:: Assignment ::
Copy out all of the entries, keeping every word the same.

:: Provided records ::
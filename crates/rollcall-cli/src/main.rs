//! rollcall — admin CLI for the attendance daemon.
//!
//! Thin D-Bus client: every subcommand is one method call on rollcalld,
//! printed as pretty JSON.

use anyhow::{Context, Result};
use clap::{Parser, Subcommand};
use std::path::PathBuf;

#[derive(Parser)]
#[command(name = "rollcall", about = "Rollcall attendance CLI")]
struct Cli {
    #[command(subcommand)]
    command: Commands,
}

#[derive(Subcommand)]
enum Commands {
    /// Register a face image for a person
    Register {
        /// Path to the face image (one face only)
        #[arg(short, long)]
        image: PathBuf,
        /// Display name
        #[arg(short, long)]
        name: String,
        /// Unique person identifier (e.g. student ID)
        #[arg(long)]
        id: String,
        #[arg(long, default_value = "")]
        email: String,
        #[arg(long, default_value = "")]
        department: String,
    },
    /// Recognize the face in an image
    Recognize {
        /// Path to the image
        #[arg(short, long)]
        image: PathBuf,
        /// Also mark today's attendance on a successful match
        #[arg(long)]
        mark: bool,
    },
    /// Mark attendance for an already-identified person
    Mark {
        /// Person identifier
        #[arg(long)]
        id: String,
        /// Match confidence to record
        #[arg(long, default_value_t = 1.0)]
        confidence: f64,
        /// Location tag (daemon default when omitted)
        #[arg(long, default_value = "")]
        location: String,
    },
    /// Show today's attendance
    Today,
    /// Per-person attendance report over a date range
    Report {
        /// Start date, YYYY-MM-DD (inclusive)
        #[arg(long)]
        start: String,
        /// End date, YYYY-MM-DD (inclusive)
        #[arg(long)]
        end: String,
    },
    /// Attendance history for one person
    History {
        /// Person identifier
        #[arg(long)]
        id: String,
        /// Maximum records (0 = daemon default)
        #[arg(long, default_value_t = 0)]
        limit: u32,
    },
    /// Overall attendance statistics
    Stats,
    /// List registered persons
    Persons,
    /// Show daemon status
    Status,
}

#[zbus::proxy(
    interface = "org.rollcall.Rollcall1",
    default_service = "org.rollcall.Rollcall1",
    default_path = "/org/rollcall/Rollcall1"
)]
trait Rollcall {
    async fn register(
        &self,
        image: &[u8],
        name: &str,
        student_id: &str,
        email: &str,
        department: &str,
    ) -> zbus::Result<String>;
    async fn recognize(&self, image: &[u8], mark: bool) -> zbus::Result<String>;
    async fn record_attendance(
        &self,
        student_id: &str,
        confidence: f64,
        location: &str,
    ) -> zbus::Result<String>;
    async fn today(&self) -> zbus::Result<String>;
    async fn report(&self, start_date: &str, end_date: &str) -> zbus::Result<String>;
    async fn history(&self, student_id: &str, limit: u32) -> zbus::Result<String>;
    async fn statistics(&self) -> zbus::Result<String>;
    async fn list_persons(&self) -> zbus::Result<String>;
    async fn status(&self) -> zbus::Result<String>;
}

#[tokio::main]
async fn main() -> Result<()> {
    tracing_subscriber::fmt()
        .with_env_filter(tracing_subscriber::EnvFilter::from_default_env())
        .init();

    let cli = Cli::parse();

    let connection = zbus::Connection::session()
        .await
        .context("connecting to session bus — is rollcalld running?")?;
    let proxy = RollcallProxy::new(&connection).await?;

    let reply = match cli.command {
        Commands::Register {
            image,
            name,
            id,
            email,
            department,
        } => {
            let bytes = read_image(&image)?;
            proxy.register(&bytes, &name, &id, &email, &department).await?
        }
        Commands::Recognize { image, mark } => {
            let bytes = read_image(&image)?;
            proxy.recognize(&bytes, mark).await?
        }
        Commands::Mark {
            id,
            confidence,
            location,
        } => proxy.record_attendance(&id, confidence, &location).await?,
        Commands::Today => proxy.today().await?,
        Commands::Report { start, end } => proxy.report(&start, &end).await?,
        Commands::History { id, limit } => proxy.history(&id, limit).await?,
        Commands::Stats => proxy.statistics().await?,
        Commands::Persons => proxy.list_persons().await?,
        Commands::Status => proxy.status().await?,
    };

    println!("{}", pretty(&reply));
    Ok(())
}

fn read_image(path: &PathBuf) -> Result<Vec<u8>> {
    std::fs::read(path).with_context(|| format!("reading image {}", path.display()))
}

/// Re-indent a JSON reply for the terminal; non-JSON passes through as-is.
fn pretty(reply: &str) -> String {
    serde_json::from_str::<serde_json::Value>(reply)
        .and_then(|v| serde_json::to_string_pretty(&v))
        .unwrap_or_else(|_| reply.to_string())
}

:: Task output ::
filename crates/rollcall-cli/src/main.rs
//! rollcall — admin CLI for the attendance daemon.
//!
//! Thin D-Bus client: every subcommand is one method call on rollcalld,
//! printed as pretty JSON.

use anyhow::{Context, Result};
use clap::{Parser, Subcommand};
use std::path::PathBuf;

#[derive(Parser)]
#[command(name = "rollcall", about = "Rollcall attendance CLI")]
struct Cli {
    #[command(subcommand)]
    command: Commands,
}

#[derive(Subcommand)]
enum Commands {
    /// Register a face image for a person
    Register {
        /// Path to the face image (one face only)
        #[arg(short, long)]
        image: PathBuf,
        /// Display name
        #[arg(short, long)]
        name: String,
        /// Unique person identifier (e.g. student ID)
        #[arg(long)]
        id: String,
        #[arg(long, default_value = "")]
        email: String,
        #[arg(long, default_value = "")]
        department: String,
    },
    /// Recognize the face in an image
    Recognize {
        /// Path to the image
        #[arg(short, long)]
        image: PathBuf,
        /// Also mark today's attendance on a successful match
        #[arg(long)]
        mark: bool,
    },
    /// Mark attendance for an already-identified person
    Mark {
        /// Person identifier
        #[arg(long)]
        id: String,
        /// Match confidence to record
        #[arg(long, default_value_t = 1.0)]
        confidence: f64,
        /// Location tag (daemon default when omitted)
        #[arg(long, default_value = "")]
        location: String,
    },
    /// Show today's attendance
    Today,
    /// Per-person attendance report over a date range
    Report {
        /// Start date, YYYY-MM-DD (inclusive)
        #[arg(long)]
        start: String,
        /// End date, YYYY-MM-DD (inclusive)
        #[arg(long)]
        end: String,
    },
    /// Attendance history for one person
    History {
        /// Person identifier
        #[arg(long)]
        id: String,
        /// Maximum records (0 = daemon default)
        #[arg(long, default_value_t = 0)]
        limit: u32,
    },
    /// Overall attendance statistics
    Stats,
    /// List registered persons
    Persons,
    /// Show daemon status
    Status,
}

#[zbus::proxy(
    interface = "org.rollcall.Rollcall1",
    default_service = "org.rollcall.Rollcall1",
    default_path = "/org/rollcall/Rollcall1"
)]
trait Rollcall {
    async fn register(
        &self,
        image: &[u8],
        name: &str,
        student_id: &str,
        email: &str,
        department: &str,
    ) -> zbus::Result<String>;
    async fn recognize(&self, image: &[u8], mark: bool) -> zbus::Result<String>;
    async fn record_attendance(
        &self,
        student_id: &str,
        confidence: f64,
        location: &str,
    ) -> zbus::Result<String>;
    async fn today(&self) -> zbus::Result<String>;
    async fn report(&self, start_date: &str, end_date: &str) -> zbus::Result<String>;
    async fn history(&self, student_id: &str, limit: u32) -> zbus::Result<String>;
    async fn statistics(&self) -> zbus::Result<String>;
    async fn list_persons(&self) -> zbus::Result<String>;
    async fn status(&self) -> zbus::Result<String>;
}

#[tokio::main]
async fn main() -> Result<()> {
    tracing_subscriber::fmt()
        .with_env_filter(tracing_subscriber::EnvFilter::from_default_env())
        .init();

    let cli = Cli::parse();

    let connection = zbus::Connection::session()
        .await
        .context("connecting to session bus — is rollcalld running?")?;
    let proxy = RollcallProxy::new(&connection).await?;

    let reply = match cli.command {
        Commands::Register {
            image,
            name,
            id,
            email,
            department,
        } => {
            let bytes = read_image(&image)?;
            proxy.register(&bytes, &name, &id, &email, &department).await?
        }
        Commands::Recognize { image, mark } => {
            let bytes = read_image(&image)?;
            proxy.recognize(&bytes, mark).await?
        }
        Commands::Mark {
            id,
            confidence,
            location,
        } => proxy.record_attendance(&id, confidence, &location).await?,
        Commands::Today => proxy.today().await?,
        Commands::Report { start, end } => proxy.report(&start, &end).await?,
        Commands::History { id, limit } => proxy.history(&id, limit).await?,
        Commands::Stats => proxy.statistics().await?,
        Commands::Persons => proxy.list_persons().await?,
        Commands::Status => proxy.status().await?,
    };

    println!("{}", pretty(&reply));
    Ok(())
}

fn read_image(path: &PathBuf) -> Result<Vec<u8>> {
    std::fs::read(path).with_context(|| format!("reading image {}", path.display()))
}

/// Re-indent a JSON reply for the terminal; non-JSON passes through as-is.
fn pretty(reply: &str) -> String {
    serde_json::from_str::<serde_json::Value>(reply)
        .and_then(|v| serde_json::to_string_pretty(&v))
        .unwrap_or_else(|_| reply.to_string())
}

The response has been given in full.